45 P.2d 852 (Kan. 1935)

142 Kan. 127

PRIESTLY

v.

SKOURUP et al.

No. 32328.

Supreme Court of Kansas

June 8, 1935

Syllabus by the Court.

Automobile in proper repair for use on highways is not inherently dangerous instrumentality or agency so as to render owner liable for injuries inflicted by automobile when being operated by another.

Owner lending automobile to one whom owner knows to be incompetent, careless, and reckless driver, or had reasonable cause to believe him to be such, is guilty of negligence rendering owner liable to third party injured by driver's negligent operation of automobile (Rev. St. 1923, 8--121).

1. An automobile in proper repair for use upon well-traveled streets and highways is not inherently a dangerous instrumentality or agency.

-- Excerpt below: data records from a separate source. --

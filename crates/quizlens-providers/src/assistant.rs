//! Language-model backed syllabus and quiz helpers.
//!
//! [`LlmAssistant`] wraps any [`LlmProvider`] and offers three calls:
//! topic extraction from raw syllabus text, question-to-topic mapping (as a
//! [`TopicMapper`]), and instructor recommendations from an
//! [`AnalyticsSummary`].

use std::sync::Arc;

use async_trait::async_trait;

use quizlens_core::error::ProviderError;
use quizlens_core::model::Topic;
use quizlens_core::report::AnalyticsSummary;
use quizlens_core::traits::{
    extract_json_from_markdown, ChatRequest, LlmProvider, TopicMapper, TopicMapping,
};

/// Characters of syllabus text included in the recommendation prompt.
const SYLLABUS_CONTEXT_CHARS: usize = 500;

const EXTRACT_SYSTEM_PROMPT: &str =
    "You extract structured information from educational content. Reply with JSON only.";
const MAPPING_SYSTEM_PROMPT: &str =
    "You map educational assessment questions to course topics. Reply with JSON only.";
const RECOMMEND_SYSTEM_PROMPT: &str =
    "You are an educational consultant who turns quiz analytics into concrete teaching advice.";

/// Which model to use for each kind of call.
#[derive(Debug, Clone)]
pub struct AssistantModels {
    pub extraction: String,
    pub mapping: String,
    pub recommendation: String,
}

impl AssistantModels {
    /// Use one model for everything.
    pub fn uniform(model: impl Into<String>) -> Self {
        let model = model.into();
        Self {
            extraction: model.clone(),
            mapping: model.clone(),
            recommendation: model,
        }
    }
}

/// Syllabus/quiz helper backed by a chat model.
pub struct LlmAssistant {
    provider: Arc<dyn LlmProvider>,
    models: AssistantModels,
}

impl LlmAssistant {
    pub fn new(provider: Arc<dyn LlmProvider>, models: AssistantModels) -> Self {
        Self { provider, models }
    }

    /// Ask the model for the topics covered by a syllabus.
    ///
    /// Provider failures are returned as errors. A reply that is not a JSON
    /// array of topics is logged and yields an empty list.
    pub async fn extract_topics(&self, syllabus_text: &str) -> anyhow::Result<Vec<Topic>> {
        let prompt = format!(
            "Extract the main topics and their subtopics from this course syllabus.\n\n\
             Syllabus:\n{syllabus_text}\n\n\
             Return a JSON array where each element has the shape \
             {{\"name\": \"Topic\", \"description\": \"...\", \"week\": 1, \"subtopics\": [\"...\"]}}. \
             List roughly 5 to 15 topics."
        );

        let response = self
            .provider
            .complete(&ChatRequest {
                model: self.models.extraction.clone(),
                system_prompt: Some(EXTRACT_SYSTEM_PROMPT.to_string()),
                prompt,
                max_tokens: 1500,
                temperature: 0.3,
            })
            .await?;

        let json = extract_json_from_markdown(&response.content);
        let entries = match serde_json::from_str::<Vec<serde_json::Value>>(&json) {
            Ok(entries) => entries,
            Err(e) => {
                tracing::warn!("could not parse extracted topics: {e}");
                tracing::debug!("model reply was: {}", response.content);
                return Ok(Vec::new());
            }
        };

        let mut topics = Vec::with_capacity(entries.len());
        for (i, entry) in entries.into_iter().enumerate() {
            match serde_json::from_value::<Topic>(entry) {
                Ok(topic) if !topic.name.trim().is_empty() => topics.push(topic),
                Ok(_) => tracing::debug!("skipping extracted topic {i} with an empty name"),
                Err(e) => tracing::warn!("skipping extracted topic {i}: {e}"),
            }
        }
        tracing::info!("extracted {} topics", topics.len());
        Ok(topics)
    }

    /// Draft recommendations for the instructor from a computed summary.
    pub async fn generate_recommendations(
        &self,
        summary: &AnalyticsSummary,
        syllabus_context: &str,
    ) -> anyhow::Result<String> {
        let digest = serde_json::to_string_pretty(&summary.instructor_digest())?;
        let context = truncate_chars(syllabus_context, SYLLABUS_CONTEXT_CHARS);

        let prompt = format!(
            "Quiz: {quiz}\n\n\
             Performance summary:\n{digest}\n\n\
             Course context:\n{context}\n\n\
             Write 5 to 7 specific, actionable recommendations as a numbered list, \
             two or three sentences each. Cover which topics need more time, teaching \
             strategies for the hardest concepts, differences between sections, and \
             useful activities or resources.",
            quiz = summary.quiz_name,
        );

        let response = self
            .provider
            .complete(&ChatRequest {
                model: self.models.recommendation.clone(),
                system_prompt: Some(RECOMMEND_SYSTEM_PROMPT.to_string()),
                prompt,
                max_tokens: 800,
                temperature: 0.7,
            })
            .await?;

        Ok(response.content.trim().to_string())
    }
}

#[async_trait]
impl TopicMapper for LlmAssistant {
    fn name(&self) -> &str {
        self.provider.name()
    }

    async fn map_question(
        &self,
        question_text: &str,
        topic_names: &[String],
    ) -> anyhow::Result<TopicMapping> {
        let topics: String = topic_names.iter().map(|t| format!("- {t}\n")).collect();
        let prompt = format!(
            "Which of these course topics does the quiz question test?\n\n\
             Question: {question_text}\n\n\
             Available topics:\n{topics}\n\
             Return a JSON object: \
             {{\"primary_topic\": \"...\", \"secondary_topics\": [\"...\"], \"confidence\": 0.9}}"
        );

        let response = self
            .provider
            .complete(&ChatRequest {
                model: self.models.mapping.clone(),
                system_prompt: Some(MAPPING_SYSTEM_PROMPT.to_string()),
                prompt,
                max_tokens: 200,
                temperature: 0.2,
            })
            .await?;

        let json = extract_json_from_markdown(&response.content);
        let mapping: TopicMapping = serde_json::from_str(&json)
            .map_err(|e| ProviderError::MalformedResponse(format!("topic mapping: {e}")))?;
        Ok(mapping.clamped())
    }
}

/// First `max` characters of `s`, with an ellipsis if anything was cut.
fn truncate_chars(s: &str, max: usize) -> String {
    match s.char_indices().nth(max) {
        Some((idx, _)) => format!("{}...", &s[..idx]),
        None => s.to_string(),
    }
}

#[cfg(test)]
mod tests {
    use super::*;
    use quizlens_core::model::{Question, Quiz, Student, StudentResponse};

    use crate::mock::MockProvider;

    fn assistant(provider: Arc<MockProvider>) -> LlmAssistant {
        LlmAssistant::new(provider, AssistantModels::uniform("mock-model"))
    }

    #[tokio::test]
    async fn extract_topics_from_fenced_json() {
        let reply = "```json\n[\n  {\"name\": \"Variables\", \"week\": 1, \"subtopics\": [\"Types\"]},\n  {\"name\": \"Loops\", \"description\": \"for and while\"},\n  {\"name\": \"  \"}\n]\n```";
        let provider = Arc::new(MockProvider::with_fixed_response(reply));
        let topics = assistant(provider.clone())
            .extract_topics("Week 1: variables. Week 2: loops.")
            .await
            .unwrap();

        assert_eq!(topics.len(), 2);
        assert_eq!(topics[0].name, "Variables");
        assert_eq!(topics[0].week, Some(1));
        assert_eq!(topics[1].description.as_deref(), Some("for and while"));

        let request = provider.last_request().unwrap();
        assert!(request.prompt.contains("Week 2: loops."));
        assert_eq!(request.max_tokens, 1500);
    }

    #[tokio::test]
    async fn extract_topics_keeps_valid_entries() {
        let reply = r#"[
            {"name": "Variables", "week": 1},
            {"name": "Loops", "week": "1-2"},
            {"name": "Arrays", "week": -3},
            {"name": "Recursion", "subtopics": ["Base cases"]}
        ]"#;
        let provider = Arc::new(MockProvider::with_fixed_response(reply));
        let topics = assistant(provider).extract_topics("syllabus").await.unwrap();

        let names: Vec<&str> = topics.iter().map(|t| t.name.as_str()).collect();
        assert_eq!(names, vec!["Variables", "Recursion"]);
        assert_eq!(topics[1].subtopics, vec!["Base cases"]);
    }

    #[tokio::test]
    async fn extract_topics_unparseable_is_empty() {
        let provider = Arc::new(MockProvider::with_fixed_response("Sorry, I can't."));
        let topics = assistant(provider).extract_topics("syllabus").await.unwrap();
        assert!(topics.is_empty());
    }

    #[tokio::test]
    async fn map_question_parses_and_clamps() {
        let provider = Arc::new(MockProvider::with_fixed_response(
            r#"{"primary_topic": "Recursion", "secondary_topics": ["Functions"], "confidence": 1.4}"#,
        ));
        let topics = vec!["Functions".to_string(), "Recursion".to_string()];
        let mapping = assistant(provider.clone())
            .map_question("Write a recursive factorial", &topics)
            .await
            .unwrap();

        assert_eq!(mapping.primary_topic, "Recursion");
        assert_eq!(mapping.secondary_topics, vec!["Functions"]);
        assert_eq!(mapping.confidence, 1.0);
        assert!(provider.last_request().unwrap().prompt.contains("- Recursion\n"));
    }

    #[tokio::test]
    async fn map_question_bad_reply_is_malformed_error() {
        let provider = Arc::new(MockProvider::with_fixed_response("Recursion, probably."));
        let err = assistant(provider)
            .map_question("q", &["Recursion".to_string()])
            .await
            .unwrap_err();
        assert!(matches!(
            err.downcast_ref::<ProviderError>(),
            Some(ProviderError::MalformedResponse(_))
        ));
    }

    #[tokio::test]
    async fn recommendations_include_digest_and_truncated_context() {
        let mut quiz = Quiz::new("Quiz 4", "Intro");
        quiz.add_question(Question::new(1, "q", "", 10.0).with_topic("Pointers"));
        quiz.add_student(
            Student::new("s1", "Ada", "A").with_response(StudentResponse::new(1, "", 3.0)),
        );
        let summary = AnalyticsSummary::compute(&quiz, None, 70.0);

        let provider = Arc::new(MockProvider::with_fixed_response(
            "  1. Spend another lecture on pointers.\n",
        ));
        let context = "x".repeat(600);
        let text = assistant(provider.clone())
            .generate_recommendations(&summary, &context)
            .await
            .unwrap();

        assert_eq!(text, "1. Spend another lecture on pointers.");
        let prompt = provider.last_request().unwrap().prompt;
        assert!(prompt.contains("Quiz: Quiz 4"));
        assert!(prompt.contains("\"Pointers\""));
        assert!(prompt.contains(&format!("{}...", "x".repeat(500))));
        assert!(!prompt.contains(&"x".repeat(501)));
    }

    #[test]
    fn truncate_respects_char_boundaries() {
        assert_eq!(truncate_chars("héllo", 2), "hé...");
        assert_eq!(truncate_chars("short", 10), "short");
    }
}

2. The owner of an automobile who lends it to one whom he knows to be an incompetent, careless, and reckless driver, or had reasonable cause to know or believe him to be such, is guilty of negligence in permitting such party to use, drive, or operate the automobile along and upon the well-traveled public streets of a city, and is liable to third parties who may be injured by such driver in the negligent operation of such automobile.

Appeal from District Court, Crawford County; Leland M. Resler, Judge.

Action by F. M. Priestly against N. Harold Skourup and another. Judgment for plaintiff, and defendants appeal.

Ray Bond, of Joplin, Mo., and C. O. Pingry and Carl Pingry, both of Pittsburg, for appellants.

P. E. Nulton and R. L. Letton, both of Pittsburg, for appellee.

HUTCHISON, Justice.

This is an action to recover damages for injuries sustained by the plaintiff who was struck by an automobile while crossing a street as a pedestrian. The two defendants are father and son. The former is sued as owner of the car, and the latter as the driver thereof. The trial court overruled the motion to strike out certain allegations, and later overruled the demurrer to the petition, from which rulings the defendants appeal.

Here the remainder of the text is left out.